# What is being asked
Filter the entries for the word "have". Copy each line that has it.

# Records supplied

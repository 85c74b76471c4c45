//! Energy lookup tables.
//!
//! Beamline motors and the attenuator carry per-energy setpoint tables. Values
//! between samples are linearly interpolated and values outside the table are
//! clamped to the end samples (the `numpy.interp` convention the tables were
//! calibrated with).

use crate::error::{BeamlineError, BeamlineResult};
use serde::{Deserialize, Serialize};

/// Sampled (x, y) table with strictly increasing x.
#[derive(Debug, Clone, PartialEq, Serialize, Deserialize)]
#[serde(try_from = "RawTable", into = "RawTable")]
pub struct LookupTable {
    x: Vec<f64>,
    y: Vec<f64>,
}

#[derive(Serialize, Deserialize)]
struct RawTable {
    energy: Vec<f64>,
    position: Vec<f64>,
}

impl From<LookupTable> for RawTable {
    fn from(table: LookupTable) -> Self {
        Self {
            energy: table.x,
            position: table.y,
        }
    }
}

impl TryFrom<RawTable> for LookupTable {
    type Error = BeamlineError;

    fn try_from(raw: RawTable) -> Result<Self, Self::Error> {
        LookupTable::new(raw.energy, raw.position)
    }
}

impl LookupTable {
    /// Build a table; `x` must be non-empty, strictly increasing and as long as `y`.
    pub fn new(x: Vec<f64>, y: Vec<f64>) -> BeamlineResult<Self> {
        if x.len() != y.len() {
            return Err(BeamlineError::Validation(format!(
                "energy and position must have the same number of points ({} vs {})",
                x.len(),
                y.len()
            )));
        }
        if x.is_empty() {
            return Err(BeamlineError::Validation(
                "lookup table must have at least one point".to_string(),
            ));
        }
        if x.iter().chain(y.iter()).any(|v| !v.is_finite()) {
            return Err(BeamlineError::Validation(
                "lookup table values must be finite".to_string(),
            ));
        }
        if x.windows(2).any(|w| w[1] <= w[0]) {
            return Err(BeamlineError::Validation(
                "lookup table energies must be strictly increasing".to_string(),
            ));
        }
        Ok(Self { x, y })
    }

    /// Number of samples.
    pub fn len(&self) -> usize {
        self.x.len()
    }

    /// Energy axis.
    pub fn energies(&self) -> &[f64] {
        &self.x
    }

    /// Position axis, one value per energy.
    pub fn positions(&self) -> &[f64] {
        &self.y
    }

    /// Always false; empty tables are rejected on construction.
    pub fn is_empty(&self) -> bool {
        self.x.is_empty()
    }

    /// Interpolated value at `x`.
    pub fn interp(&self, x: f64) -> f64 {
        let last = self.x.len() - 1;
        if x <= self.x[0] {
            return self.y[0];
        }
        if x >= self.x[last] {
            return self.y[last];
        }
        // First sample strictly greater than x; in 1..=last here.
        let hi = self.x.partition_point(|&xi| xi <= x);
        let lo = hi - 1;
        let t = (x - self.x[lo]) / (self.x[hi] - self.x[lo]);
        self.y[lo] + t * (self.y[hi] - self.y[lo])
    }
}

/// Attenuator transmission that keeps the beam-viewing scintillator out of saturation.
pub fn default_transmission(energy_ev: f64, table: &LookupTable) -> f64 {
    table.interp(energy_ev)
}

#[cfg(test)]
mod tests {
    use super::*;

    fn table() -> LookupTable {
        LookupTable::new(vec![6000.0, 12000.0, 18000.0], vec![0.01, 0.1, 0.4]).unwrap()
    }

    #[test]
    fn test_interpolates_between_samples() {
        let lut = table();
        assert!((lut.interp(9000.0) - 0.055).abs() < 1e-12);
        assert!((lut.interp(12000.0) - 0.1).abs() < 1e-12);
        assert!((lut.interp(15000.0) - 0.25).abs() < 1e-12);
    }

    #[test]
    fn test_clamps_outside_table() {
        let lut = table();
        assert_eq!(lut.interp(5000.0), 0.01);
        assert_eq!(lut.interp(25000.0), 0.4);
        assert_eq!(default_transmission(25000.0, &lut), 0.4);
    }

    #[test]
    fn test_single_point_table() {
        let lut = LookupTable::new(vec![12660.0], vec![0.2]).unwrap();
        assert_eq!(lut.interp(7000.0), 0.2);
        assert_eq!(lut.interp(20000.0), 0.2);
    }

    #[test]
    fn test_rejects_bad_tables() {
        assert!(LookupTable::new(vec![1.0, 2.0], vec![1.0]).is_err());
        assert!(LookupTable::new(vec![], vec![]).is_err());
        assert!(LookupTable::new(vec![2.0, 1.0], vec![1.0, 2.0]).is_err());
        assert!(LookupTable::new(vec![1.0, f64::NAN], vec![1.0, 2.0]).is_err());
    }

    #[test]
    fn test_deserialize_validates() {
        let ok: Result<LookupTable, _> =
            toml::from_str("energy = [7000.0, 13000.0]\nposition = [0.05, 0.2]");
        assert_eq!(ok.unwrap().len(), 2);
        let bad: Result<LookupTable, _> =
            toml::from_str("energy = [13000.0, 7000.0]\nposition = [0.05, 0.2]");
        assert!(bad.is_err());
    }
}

# Output for this task
                "energy and position must have the same number of points ({} vs {})",
                "lookup table must have at least one point".to_string(),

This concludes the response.